**AIM OF THE EXERCISE**:
Reproduce each line below with no alterations.

━━━ SOURCE MATERIAL ━━━

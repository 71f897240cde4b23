//! Thread lifecycle API: the public surface a worker loop
//! calls once per iteration to drive the clock, timer heap, and poll
//! driver forward.

use std::rc::Rc;
use std::time::Duration;

use timerloop_core::{tdebug, CortResult, FinishReason};

use crate::core::{timer_destroy, timer_init, with_core};
use crate::waiter::Waiter;

/// Initialize this thread's timer core. Safe to call more than once.
pub fn init() -> CortResult<()> {
    timer_init()
}

/// Tear down this thread's timer core: finishes every still-armed waiter
/// with `FinishReason::Stopped`, then drops the heap and poll driver.
///
/// "Armed" per the glossary means filed in the heap *or* registered with
/// the poll driver — a waiter can be armed purely by an fd registration
/// (timeout cleared, `poll_request != 0`) and must be stopped too, not
/// just the ones still sitting in the heap.
pub fn destroy() {
    let stragglers = with_core(|core| {
        let mut all = core.heap.drain_expired(u64::MAX);
        all.extend(core.poll.drain_waiters());
        all
    });
    let mut seen = std::collections::HashSet::new();
    for w in stragglers {
        if let Some(rc) = w.upgrade() {
            // The same waiter can be armed in both the heap and the poll
            // driver at once; drained from both above, it must only be
            // finished once.
            if seen.insert(Rc::as_ptr(&rc) as *const ()) {
                Waiter(rc).finish(FinishReason::Stopped);
            }
        }
    }
    timer_destroy();
}

/// Re-read the OS clock. Call once per loop iteration, right after
/// waking from `run_once`/`run_forever`.
pub fn refresh_clock() -> u64 {
    with_core(|core| core.clock.refresh())
}

/// The cached clock value (no syscall).
pub fn now_ms() -> u64 {
    with_core(|core| core.clock.now_ms())
}

/// This thread's poll driver fd, for embedding into an outer
/// multiplexer.
pub fn poll_fd() -> std::os::fd::RawFd {
    with_core(|core| core.poll.as_raw_fd())
}

/// Number of fds currently registered with the poll driver.
pub fn waited_fd_count() -> usize {
    with_core(|core| core.poll.registered_count())
}

/// Run one iteration: block until the next timer deadline or fd
/// readiness event (whichever comes first), then finish every waiter
/// that is now due. Returns the number of waiters finished.
pub fn run_once() -> CortResult<usize> {
    let now = refresh_clock();
    let budget = with_core(|core| core.heap.peek_deadline())
        .map(|deadline| Duration::from_millis(deadline.saturating_sub(now)));

    let ready = with_core(|core| core.poll.wait(budget))?;
    let now = refresh_clock();

    let mut finished = 0;
    for (weak, bits) in ready {
        if let Some(rc) = weak.upgrade() {
            let waiter = Waiter(rc);
            waiter.set_poll_result(bits);
            // `finish` clears any still-armed timeout itself, so readiness
            // here correctly preempts a pending deadline rather than
            // leaving a stale heap entry to double-finish this waiter
            // later.
            let successor = waiter.finish(FinishReason::Ready);
            resume_successor(successor);
            finished += 1;
        }
    }

    let expired = with_core(|core| core.heap.drain_expired(now));
    for weak in expired {
        if let Some(rc) = weak.upgrade() {
            let successor = Waiter(rc).finish(FinishReason::Timeout);
            resume_successor(successor);
            finished += 1;
        }
    }

    tdebug!("run_once: finished {finished} waiter(s)");
    Ok(finished)
}

/// When a finished waiter's `on_finish` hands back a successor
/// coroutine (its parent, resuming now that the child is done), step
/// into it immediately rather than waiting for the next loop iteration.
fn resume_successor(successor: Option<timerloop_core::CoroutineRef>) {
    if let Some(parent) = successor {
        parent.borrow_mut().resume();
    }
}

/// Run `run_once` until the heap is empty and no fds are registered.
/// Intended for small demo binaries; real worker loops call `run_once`
/// directly alongside their own ready-queue draining.
pub fn run_forever() -> CortResult<()> {
    loop {
        let armed = with_core(|core| !core.heap.is_empty() || core.poll.registered_count() > 0);
        if !armed {
            return Ok(());
        }
        run_once()?;
    }
}

/// Suspend the calling OS thread (not a coroutine) for `d`. Convenience
/// sugar for demos and tests; production code should arm a waiter and
/// let `run_once`/`run_forever` drive it instead of blocking the whole
/// thread.
pub fn sleep(d: Duration) {
    std::thread::sleep(d);
}

pub fn sleep_ms(ms: u64) {
    sleep(Duration::from_millis(ms));
}

#[cfg(test)]
mod tests {
    use super::*;
    use crate::testutil::StubCoroutine;
    use crate::waiter::Waiter;
    use std::cell::RefCell;
    use std::rc::Rc;

    #[test]
    fn test_run_once_fires_expired_timeout() {
        crate::core::test_scope(|| {
            let w = Waiter::new(Box::new(StubCoroutine::default()));
            w.set_timeout(0);
            std::thread::sleep(Duration::from_millis(5));
            let finished = run_once().unwrap();
            assert_eq!(finished, 1);
            assert!(w.is_timeout());
        });
    }

    #[test]
    fn test_run_forever_returns_when_idle() {
        crate::core::test_scope(|| {
            run_forever().unwrap();
        });
    }

    #[test]
    fn test_destroy_finishes_stragglers_as_stopped() {
        crate::core::test_scope(|| {
            let stub = Rc::new(RefCell::new(StubCoroutine::default()));
            struct Wrapper(Rc<RefCell<StubCoroutine>>);
            impl timerloop_core::Coroutine for Wrapper {
                fn start(&mut self) {
                    self.0.borrow_mut().start();
                }
                fn resume(&mut self) {
                    self.0.borrow_mut().resume();
                }
                fn on_finish(
                    &mut self,
                    reason: timerloop_core::FinishReason,
                ) -> Option<timerloop_core::CoroutineRef> {
                    self.0.borrow_mut().on_finish(reason)
                }
                fn parent(&self) -> Option<timerloop_core::CoroutineRef> {
                    None
                }
            }
            let w = Waiter::new(Box::new(Wrapper(stub.clone())));
            w.set_timeout(60_000);
            destroy();
            assert_eq!(stub.borrow().finished_as, Some(FinishReason::Stopped));
        });
    }

    #[test]
    fn test_destroy_finishes_fd_only_armed_waiter_as_stopped() {
        crate::core::test_scope(|| {
            // A waiter can be armed purely by an fd registration (no
            // deadline) — `clear_timeout` was called, or `set_timeout`
            // simply never was. It must still be stopped on teardown.
            let (r, w_pipe) = nix::unistd::pipe().expect("pipe");
            let r_fd = std::os::fd::AsRawFd::as_raw_fd(&r);

            let w = Waiter::new(Box::new(StubCoroutine::default()));
            w.set_poll_request(r_fd, crate::poll::READABLE).expect("register");
            assert!(!w.is_set_timeout());
            assert_eq!(waited_fd_count(), 1);

            destroy();

            assert!(w.is_stopped());
            assert!(!w.is_timeout());
            drop(r);
            drop(w_pipe);
        });
    }
}
//! Repeater demo
//!
//! Drives a 10-calls/sec `Repeater` through a handful of ticks using
//! `run_once` directly, then stops it.

use std::cell::RefCell;
use std::rc::Rc;

use timerloop::{lifecycle, Repeater};

fn main() {
    println!("=== timerloop repeater demo ===\n");

    lifecycle::init().expect("timer core init");

    let ticks = Rc::new(RefCell::new(Vec::new()));
    let ticks_clone = ticks.clone();
    let repeater = Repeater::new_rate(10, move |tick| {
        ticks_clone.borrow_mut().push(tick);
        println!("tick {tick}");
    });

    println!("regime: {:?}\n", repeater.regime());

    const WANTED_TICKS: usize = 8;
    while ticks.borrow().len() < WANTED_TICKS {
        lifecycle::run_once().expect("run_once");
    }

    repeater.stop();
    println!(
        "\nstopped after {} tick(s), stall_count={}",
        ticks.borrow().len(),
        repeater.stall_count()
    );

    lifecycle::destroy();
    println!("=== Example Complete ===");
}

━━━

**EXPECTED ANSWER**:
repository 71f897240cde4b23
//! Thread lifecycle API: the public surface a worker loop
//! calls once per iteration to drive the clock, timer heap, and poll
//! driver forward.

use std::rc::Rc;
use std::time::Duration;

use timerloop_core::{tdebug, CortResult, FinishReason};

use crate::core::{timer_destroy, timer_init, with_core};
use crate::waiter::Waiter;

/// Initialize this thread's timer core. Safe to call more than once.
pub fn init() -> CortResult<()> {
    timer_init()
}

/// Tear down this thread's timer core: finishes every still-armed waiter
/// with `FinishReason::Stopped`, then drops the heap and poll driver.
///
/// "Armed" per the glossary means filed in the heap *or* registered with
/// the poll driver — a waiter can be armed purely by an fd registration
/// (timeout cleared, `poll_request != 0`) and must be stopped too, not
/// just the ones still sitting in the heap.
pub fn destroy() {
    let stragglers = with_core(|core| {
        let mut all = core.heap.drain_expired(u64::MAX);
        all.extend(core.poll.drain_waiters());
        all
    });
    let mut seen = std::collections::HashSet::new();
    for w in stragglers {
        if let Some(rc) = w.upgrade() {
            // The same waiter can be armed in both the heap and the poll
            // driver at once; drained from both above, it must only be
            // finished once.
            if seen.insert(Rc::as_ptr(&rc) as *const ()) {
                Waiter(rc).finish(FinishReason::Stopped);
            }
        }
    }
    timer_destroy();
}

/// Re-read the OS clock. Call once per loop iteration, right after
/// waking from `run_once`/`run_forever`.
pub fn refresh_clock() -> u64 {
    with_core(|core| core.clock.refresh())
}

/// The cached clock value (no syscall).
pub fn now_ms() -> u64 {
    with_core(|core| core.clock.now_ms())
}

/// This thread's poll driver fd, for embedding into an outer
/// multiplexer.
pub fn poll_fd() -> std::os::fd::RawFd {
    with_core(|core| core.poll.as_raw_fd())
}

/// Number of fds currently registered with the poll driver.
pub fn waited_fd_count() -> usize {
    with_core(|core| core.poll.registered_count())
}

/// Run one iteration: block until the next timer deadline or fd
/// readiness event (whichever comes first), then finish every waiter
/// that is now due. Returns the number of waiters finished.
pub fn run_once() -> CortResult<usize> {
    let now = refresh_clock();
    let budget = with_core(|core| core.heap.peek_deadline())
        .map(|deadline| Duration::from_millis(deadline.saturating_sub(now)));

    let ready = with_core(|core| core.poll.wait(budget))?;
    let now = refresh_clock();

    let mut finished = 0;
    for (weak, bits) in ready {
        if let Some(rc) = weak.upgrade() {
            let waiter = Waiter(rc);
            waiter.set_poll_result(bits);
            // `finish` clears any still-armed timeout itself, so readiness
            // here correctly preempts a pending deadline rather than
            // leaving a stale heap entry to double-finish this waiter
            // later.
            let successor = waiter.finish(FinishReason::Ready);
            resume_successor(successor);
            finished += 1;
        }
    }

    let expired = with_core(|core| core.heap.drain_expired(now));
    for weak in expired {
        if let Some(rc) = weak.upgrade() {
            let successor = Waiter(rc).finish(FinishReason::Timeout);
            resume_successor(successor);
            finished += 1;
        }
    }

    tdebug!("run_once: finished {finished} waiter(s)");
    Ok(finished)
}

/// When a finished waiter's `on_finish` hands back a successor
/// coroutine (its parent, resuming now that the child is done), step
/// into it immediately rather than waiting for the next loop iteration.
fn resume_successor(successor: Option<timerloop_core::CoroutineRef>) {
    if let Some(parent) = successor {
        parent.borrow_mut().resume();
    }
}

/// Run `run_once` until the heap is empty and no fds are registered.
/// Intended for small demo binaries; real worker loops call `run_once`
/// directly alongside their own ready-queue draining.
pub fn run_forever() -> CortResult<()> {
    loop {
        let armed = with_core(|core| !core.heap.is_empty() || core.poll.registered_count() > 0);
        if !armed {
            return Ok(());
        }
        run_once()?;
    }
}

/// Suspend the calling OS thread (not a coroutine) for `d`. Convenience
/// sugar for demos and tests; production code should arm a waiter and
/// let `run_once`/`run_forever` drive it instead of blocking the whole
/// thread.
pub fn sleep(d: Duration) {
    std::thread::sleep(d);
}

pub fn sleep_ms(ms: u64) {
    sleep(Duration::from_millis(ms));
}

#[cfg(test)]
mod tests {
    use super::*;
    use crate::testutil::StubCoroutine;
    use crate::waiter::Waiter;
    use std::cell::RefCell;
    use std::rc::Rc;

    #[test]
    fn test_run_once_fires_expired_timeout() {
        crate::core::test_scope(|| {
            let w = Waiter::new(Box::new(StubCoroutine::default()));
            w.set_timeout(0);
            std::thread::sleep(Duration::from_millis(5));
            let finished = run_once().unwrap();
            assert_eq!(finished, 1);
            assert!(w.is_timeout());
        });
    }

    #[test]
    fn test_run_forever_returns_when_idle() {
        crate::core::test_scope(|| {
            run_forever().unwrap();
        });
    }

    #[test]
    fn test_destroy_finishes_stragglers_as_stopped() {
        crate::core::test_scope(|| {
            let stub = Rc::new(RefCell::new(StubCoroutine::default()));
            struct Wrapper(Rc<RefCell<StubCoroutine>>);
            impl timerloop_core::Coroutine for Wrapper {
                fn start(&mut self) {
                    self.0.borrow_mut().start();
                }
                fn resume(&mut self) {
                    self.0.borrow_mut().resume();
                }
                fn on_finish(
                    &mut self,
                    reason: timerloop_core::FinishReason,
                ) -> Option<timerloop_core::CoroutineRef> {
                    self.0.borrow_mut().on_finish(reason)
                }
                fn parent(&self) -> Option<timerloop_core::CoroutineRef> {
                    None
                }
            }
            let w = Waiter::new(Box::new(Wrapper(stub.clone())));
            w.set_timeout(60_000);
            destroy();
            assert_eq!(stub.borrow().finished_as, Some(FinishReason::Stopped));
        });
    }

    #[test]
    fn test_destroy_finishes_fd_only_armed_waiter_as_stopped() {
        crate::core::test_scope(|| {
            // A waiter can be armed purely by an fd registration (no
            // deadline) — `clear_timeout` was called, or `set_timeout`
            // simply never was. It must still be stopped on teardown.
            let (r, w_pipe) = nix::unistd::pipe().expect("pipe");
            let r_fd = std::os::fd::AsRawFd::as_raw_fd(&r);

            let w = Waiter::new(Box::new(StubCoroutine::default()));
            w.set_poll_request(r_fd, crate::poll::READABLE).expect("register");
            assert!(!w.is_set_timeout());
            assert_eq!(waited_fd_count(), 1);

            destroy();

            assert!(w.is_stopped());
            assert!(!w.is_timeout());
            drop(r);
            drop(w_pipe);
        });
    }
}
//! Repeater demo
//!
//! Drives a 10-calls/sec `Repeater` through a handful of ticks using
//! `run_once` directly, then stops it.

use std::cell::RefCell;
use std::rc::Rc;

use timerloop::{lifecycle, Repeater};

fn main() {
    println!("=== timerloop repeater demo ===\n");

    lifecycle::init().expect("timer core init");

    let ticks = Rc::new(RefCell::new(Vec::new()));
    let ticks_clone = ticks.clone();
    let repeater = Repeater::new_rate(10, move |tick| {
        ticks_clone.borrow_mut().push(tick);
        println!("tick {tick}");
    });

    println!("regime: {:?}\n", repeater.regime());

    const WANTED_TICKS: usize = 8;
    while ticks.borrow().len() < WANTED_TICKS {
        lifecycle::run_once().expect("run_once");
    }

    repeater.stop();
    println!(
        "\nstopped after {} tick(s), stall_count={}",
        ticks.borrow().len(),
        repeater.stall_count()
    );

    lifecycle::destroy();
    println!("=== Example Complete ===");
}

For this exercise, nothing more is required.